DNA-in-space archive could spark 'Upload Me to the Moon' croon boom soon

The amber DNA in Jurassic Park? That's you, that is

Moon

Updated Stamping your footprints on the Moon's surface remains an impossible bucket-list ambition for practically all of us over the age of two. But for $99 you might still be able to leave a DNA footprint there.

A startup called LifeShip is getting ready to launch a Kickstarter campaign to send the biological source code of its crowd-funders on a full Moon shot. An investment of less than a hundred bucks could ensure your unique DNA not only gets to the Moon but remains there, safe and unmolested by the threat of natural disaster or nuclear holocaust, for millennia.

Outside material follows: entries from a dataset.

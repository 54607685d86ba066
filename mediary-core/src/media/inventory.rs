//! Normalization of raw ffprobe output into stream descriptors.
//!
//! The prober reports a JSON document with a `streams` list and a `format`
//! object. Only `index`, `codec_type` and `codec_name` are required for each
//! stream; `pix_fmt` and `channels` are picked up when present.

use crate::error::{CoreError, CoreResult};
use crate::media::stream::{CodecType, StreamDescriptor};

use serde::{Deserialize, Serialize};
use std::collections::HashSet;

#[derive(Debug, Deserialize)]
struct RawProbe {
    streams: Option<Vec<RawStream>>,
    format: Option<RawFormat>,
}

#[derive(Debug, Deserialize)]
struct RawStream {
    index: Option<i64>,
    codec_type: Option<String>,
    codec_name: Option<String>,
    pix_fmt: Option<String>,
    channels: Option<i64>,
}

#[derive(Debug, Deserialize)]
struct RawFormat {
    format_name: Option<String>,
}

/// The probed contents of one input file.
#[derive(Debug, Clone, Default, PartialEq, Eq, Serialize)]
pub struct Inventory {
    /// Streams in input order.
    pub streams: Vec<StreamDescriptor>,
    /// Container format reported by the prober (e.g. "matroska,webm").
    pub format_name: Option<String>,
}

impl Inventory {
    /// Builds an inventory directly from descriptors.
    pub fn from_streams(streams: Vec<StreamDescriptor>) -> Self {
        Self {
            streams,
            format_name: None,
        }
    }

    /// Parses raw prober output into an inventory.
    ///
    /// # Errors
    ///
    /// Returns `CoreError::MalformedProbeOutput` if the document is not valid
    /// JSON, has no `streams` list, or any stream lacks a required field.
    pub fn parse(raw: &str) -> CoreResult<Self> {
        let probe: RawProbe = serde_json::from_str(raw)
            .map_err(|e| CoreError::MalformedProbeOutput(format!("invalid JSON: {e}")))?;

        let raw_streams = probe.streams.ok_or_else(|| {
            CoreError::MalformedProbeOutput("missing 'streams' list".to_string())
        })?;

        let mut seen = HashSet::new();
        let mut streams = Vec::with_capacity(raw_streams.len());
        for (position, raw_stream) in raw_streams.into_iter().enumerate() {
            let descriptor = normalize_stream(position, raw_stream)?;
            if !seen.insert(descriptor.index) {
                return Err(CoreError::MalformedProbeOutput(format!(
                    "duplicate stream index {}",
                    descriptor.index
                )));
            }
            streams.push(descriptor);
        }

        Ok(Self {
            streams,
            format_name: probe.format.and_then(|f| f.format_name),
        })
    }

    /// Streams of the given type, in input order.
    pub fn streams_of(&self, codec_type: CodecType) -> impl Iterator<Item = &StreamDescriptor> {
        self.streams
            .iter()
            .filter(move |s| s.codec_type == codec_type)
    }
}

/// Parses raw prober output into the ordered list of stream descriptors.
///
/// # Errors
///
/// See [`Inventory::parse`].
pub fn parse_streams(raw: &str) -> CoreResult<Vec<StreamDescriptor>> {
    Inventory::parse(raw).map(|inventory| inventory.streams)
}

fn normalize_stream(position: usize, raw: RawStream) -> CoreResult<StreamDescriptor> {
    let missing = |field: &str| {
        CoreError::MalformedProbeOutput(format!("stream #{position} is missing '{field}'"))
    };

    let index = raw.index.ok_or_else(|| missing("index"))?;
    let index = u32::try_from(index).map_err(|_| {
        CoreError::MalformedProbeOutput(format!("stream #{position} has invalid index {index}"))
    })?;

    let type_name = raw.codec_type.ok_or_else(|| missing("codec_type"))?;
    let codec_type = CodecType::from_probe(&type_name).ok_or_else(|| {
        CoreError::MalformedProbeOutput(format!(
            "stream {index} has unknown codec_type '{type_name}'"
        ))
    })?;

    let codec_name = raw.codec_name.ok_or_else(|| missing("codec_name"))?;

    let pixel_format = match codec_type {
        CodecType::Video => raw.pix_fmt,
        _ => None,
    };

    let channel_count = match codec_type {
        CodecType::Audio => match raw.channels {
            Some(c) if c < 0 => {
                log::warn!("Negative channel count ({c}) for stream {index}, ignoring it");
                None
            }
            Some(c) => u32::try_from(c).ok(),
            None => None,
        },
        _ => None,
    };

    Ok(StreamDescriptor {
        index,
        codec_type,
        codec_name,
        pixel_format,
        channel_count,
    })
}

#[cfg(test)]
mod tests {
    use super::*;

    const SAMPLE: &str = r#"{
        "streams": [
            {"index": 0, "codec_name": "h264", "codec_type": "video", "pix_fmt": "yuv420p", "width": 1920},
            {"index": 1, "codec_name": "aac", "codec_type": "audio", "channels": 6, "sample_rate": "48000"},
            {"index": 2, "codec_name": "subrip", "codec_type": "subtitle"}
        ],
        "format": {"format_name": "matroska,webm", "duration": "60.000000"}
    }"#;

    #[test]
    fn test_parse_preserves_order_and_fields() {
        let inventory = Inventory::parse(SAMPLE).unwrap();
        assert_eq!(inventory.streams.len(), 3);
        assert_eq!(
            inventory.streams[0],
            StreamDescriptor::video(0, "h264", Some("yuv420p"))
        );
        assert_eq!(inventory.streams[1], StreamDescriptor::audio(1, "aac", Some(6)));
        assert_eq!(inventory.streams[2], StreamDescriptor::subtitle(2, "subrip"));
        assert_eq!(inventory.format_name.as_deref(), Some("matroska,webm"));
    }

    #[test]
    fn test_parse_ignores_type_mismatched_fields() {
        let raw = r#"{"streams": [{"index": 0, "codec_name": "aac", "codec_type": "audio", "pix_fmt": "fltp", "channels": 2}]}"#;
        let streams = parse_streams(raw).unwrap();
        assert_eq!(streams[0].pixel_format, None);
        assert_eq!(streams[0].channel_count, Some(2));
    }

    #[test]
    fn test_missing_required_fields_are_malformed() {
        for raw in [
            r#"{"streams": [{"codec_name": "h264", "codec_type": "video"}]}"#,
            r#"{"streams": [{"index": 0, "codec_name": "h264"}]}"#,
            r#"{"streams": [{"index": 0, "codec_type": "video"}]}"#,
            r#"{"format": {}}"#,
            "not json",
        ] {
            let err = parse_streams(raw).unwrap_err();
            assert!(
                matches!(err, CoreError::MalformedProbeOutput(_)),
                "expected malformed probe output for {raw}, got {err:?}"
            );
        }
    }

    #[test]
    fn test_duplicate_and_negative_indices_are_malformed() {
        let duplicate = r#"{"streams": [
            {"index": 0, "codec_name": "h264", "codec_type": "video"},
            {"index": 0, "codec_name": "aac", "codec_type": "audio"}
        ]}"#;
        assert!(matches!(
            parse_streams(duplicate),
            Err(CoreError::MalformedProbeOutput(_))
        ));

        let negative = r#"{"streams": [{"index": -1, "codec_name": "h264", "codec_type": "video"}]}"#;
        assert!(matches!(
            parse_streams(negative),
            Err(CoreError::MalformedProbeOutput(_))
        ));
    }

    #[test]
    fn test_attachment_streams_are_data() {
        let raw = r#"{"streams": [{"index": 3, "codec_name": "ttf", "codec_type": "attachment"}]}"#;
        let streams = parse_streams(raw).unwrap();
        assert_eq!(streams[0].codec_type, CodecType::Data);
    }

    #[test]
    fn test_empty_stream_list_is_valid() {
        let inventory = Inventory::parse(r#"{"streams": []}"#).unwrap();
        assert!(inventory.streams.is_empty());
        assert_eq!(inventory.format_name, None);
    }
}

How so cheap? DNA does not take up much room, or should we say space, when hitching a ride to our largest natural satellite. LifeShip is working with Arch Mission to perfect a means of packing the DNA samples into blocks of epoxy resin for preservation during the journey and landing, and subsequent survival among the dusty craters.

Arch Mission was the organisation that produced the Lunar Library – an analogue and digital archive of human history and civilisation saved onto nickel discs – that was included in the Israeli Moon mission earlier this year. Launched on a Space X rocket, the archive – and the probe it was on – unfortunately came a cropper while accidentally setting down on the Moon at around 500kph.

Alongside the Lunar Library, Arch Mission included a tiny amount of its experimental epoxy resin containing millions of cells from humans and other organisms, plus the notorious water-dwelling, eight-legged that subsequently caused a bit of controversy.

LifeShip's founder Ben Haldeman assures potential participants concerned about contaminating the Moon's non-existent eco-system that DNA doesn't work that way: it's not alive, for a start.

His interest in Arch Mission's artificial amber is how it can protect its microscopic cargo from radiation damage. As he told IEEE Spectrum magazine: "We'll store the DNA dry and will have many thousands of copies of each person's DNA. If radiation breaks up some of them, there still should be redundancy."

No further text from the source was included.